Works for me, and I haven't edited it? No worries either way.
Paul White
SQLPerformance.com
SQLkiwi blog
@SQL_Kiwi
April 14, 2014 at 11:33 pm
FYI: Ran the function through the test script with the same result aggregation as I used for the article.
😎
SplitterName TOTAL_D AVG_D
---------------------------- ------------ -----------
DelimitedSplit8K_T1_LEAD_V2 18302.00000 373.510204
DelimitedSplit8K_T1_LEAD 18587.00000 379.326530
BetterSplit 20307.00000 414.428571
April 15, 2014 at 4:13 am
Paul White (4/14/2014)
At the risk of making a predictable contribution at this point, based on Miller's stated requirements for long Unicode strings and multi-character delimiters:.
.
.
This version uses .net to supply the sub-strings, an approach so far I seen all splitters take.
A while back I wrote one that just delivers locations of the sub-strings back to SQL. The idea being that the .NET to SQL interface is leaner and would allow SQL Server to be smarter in its memory usage by for example utilizing partial strings internally, instead of fresh copies. That would hardly consume additional memory. For sure the resulting datatype and collation would be in-line with the original input, something which no other version i seen does. It also means no conversions from the a static Unicode result that .NET delivers are needed when parsing varchar input (saving both memory and time).
I never got to run benchmark tests for it as it is part of a large more complete lib which I haven't even fully designed and finished. Too bad I ran out of time and had to focus on other things, but it will be done at one point. I think the standard way of splitting has room to be improved upon, efficiency wise.
April 15, 2014 at 8:17 pm
It is unfortunate that this that there are some seemingly inexplicable limitations in what you can do with T-SQL.
For example, I wondered what would happen if we were able to removed all usage of SUBSTRING and simply convert the delimited string into scripted data with a single execution of the REPLACE function, then execute the dynamic sql to generate the resultant table. This works great and is incredibly fast, but for several reasons, this will not work as a function, only as a stored procedure.
Below is a procedure that does the split with no tally and no substring, no charindex.

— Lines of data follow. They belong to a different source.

//! Forward and backward seeks.

use crate::common::stubs::StubSource;
use crate::common::test_utils::{assert_chained, numbered};
use replay_prefetch::{CacheConfig, FrameCache, Sample};
use web_time::Duration;

fn cache() -> FrameCache<u32> {
    FrameCache::new(CacheConfig::default()).unwrap()
}

#[tokio::test]
async fn forward_seek_drops_old_generation() {
    let source = StubSource::new(1.0, numbered);
    let mut cache = cache();
    cache.ensure(0.0, 10.0, source.constructor()).await.unwrap();
    let before_seek = source.issued_len();

    cache
        .ensure(100.0, 110.0, source.constructor())
        .await
        .unwrap();

    assert_eq!(cache.generation().as_u64(), 1);
    let after_seek = source.issued()[before_seek..].to_vec();
    assert_eq!(after_seek.first().map(|s| s.start_t), Some(99.0));
    assert_chained(&after_seek);

    let coverage = cache.coverage().unwrap();
    assert_eq!(coverage.first, 99.0);
    assert!(coverage.last >= 110.0);
    assert!(cache.sample(5.0).is_none());
    assert!(matches!(cache.sample(105.0), Some(Sample::Exact(_))));
}

#[tokio::test]
async fn backward_seek_refetches_from_new_low() {
    let source = StubSource::new(1.0, numbered);
    let mut cache = cache();
    cache.ensure(50.0, 60.0, source.constructor()).await.unwrap();
    let before_seek = source.issued_len();

    cache.ensure(5.0, 15.0, source.constructor()).await.unwrap();

    assert_eq!(cache.generation().as_u64(), 1);
    let after_seek = source.issued()[before_seek..].to_vec();
    assert_eq!(after_seek.first().map(|s| s.start_t), Some(4.0));
    assert_chained(&after_seek);

    for t in 5..=15 {
        assert!(cache.sample(f64::from(t)).is_some(), "t={} missing", t);
    }
    assert!(cache.sample(55.0).is_none());
}

#[tokio::test]
async fn small_step_back_within_tolerance_is_not_a_seek() {
    let source = StubSource::new(1.0, numbered);
    let mut cache = cache();
    cache.ensure(10.0, 13.0, source.constructor()).await.unwrap();
    let issued = source.issued_len();

    // The first window was fetched from one dt_hint before its low.
    cache.ensure(9.0, 12.0, source.constructor()).await.unwrap();

    assert_eq!(cache.generation().as_u64(), 0);
    assert_eq!(source.issued_len(), issued);
}

#[tokio::test]
async fn step_back_past_fetched_margin_refetches() {
    let source = StubSource::new(1.0, numbered);
    let mut cache = cache();
    cache.ensure(10.25, 13.0, source.constructor()).await.unwrap();
    assert!(cache.sample(9.5).is_none());

    cache.ensure(8.5, 12.0, source.constructor()).await.unwrap();

    assert_eq!(cache.generation().as_u64(), 1);
    let sample = cache.sample(8.5).unwrap();
    assert_eq!(sample.at_or_before().t, 8.0);
}

#[tokio::test]
async fn jump_within_lookahead_is_continuous() {
    let source = StubSource::new(1.0, numbered);
    let mut cache = cache();
    cache.ensure(0.0, 3.0, source.constructor()).await.unwrap();

    // The look-ahead queue already covers [5, 14); jumping there awaits it.
    cache.ensure(10.0, 12.0, source.constructor()).await.unwrap();

    assert_eq!(cache.generation().as_u64(), 0);
    assert!(matches!(cache.sample(11.0), Some(Sample::Exact(_))));
    assert_chained(&source.issued());
}

#[tokio::test(start_paused = true)]
async fn seek_never_applies_stale_results() {
    let source = StubSource::new(1.0, numbered);
    // The first look-ahead chunk is slow, so it is still in flight at the seek.
    source.delay_at(5.0, Duration::from_secs(30));
    let mut cache = cache();
    cache.ensure(0.0, 4.0, source.constructor()).await.unwrap();
    assert!(cache.pending_len() > 0);

    cache.ensure(200.0, 204.0, source.constructor()).await.unwrap();
    tokio::time::sleep(Duration::from_secs(60)).await;
    cache.ensure(200.0, 204.0, source.constructor()).await.unwrap();

    let frames = cache.store().frames();
    assert!(frames.iter().all(|f| f.t >= 199.0));
    assert!(frames.windows(2).all(|w| w[0].t < w[1].t));
}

CREATE procedure [dbo].[TallyNo]
(@L NVARCHAR(MAX),@D NVARCHAR(100))AS
DECLARE @E VARCHAR(MAX)
SET @E='SELECT ItemNumber=ROW_NUMBER()OVER(ORDER BY(SELECT 1)),Item FROM(values('''+REPLACE(@L,@D,'''),(''')+'''))V(Item)'
EXEC(@E);
April 26, 2014 at 12:19 pm
Paul White (4/14/2014)
Jeff Moden (4/14/2014)
I agree. A CLR would be the best way and you made it easy enough for everyone to use. Thanks. The "Split" function in the original article was much faster than any of the T-SQL methods.I don't know for sure that the "max" version with multi-character delimiters I posted will beat Miller's method, but it's there if (s)he wants to try it.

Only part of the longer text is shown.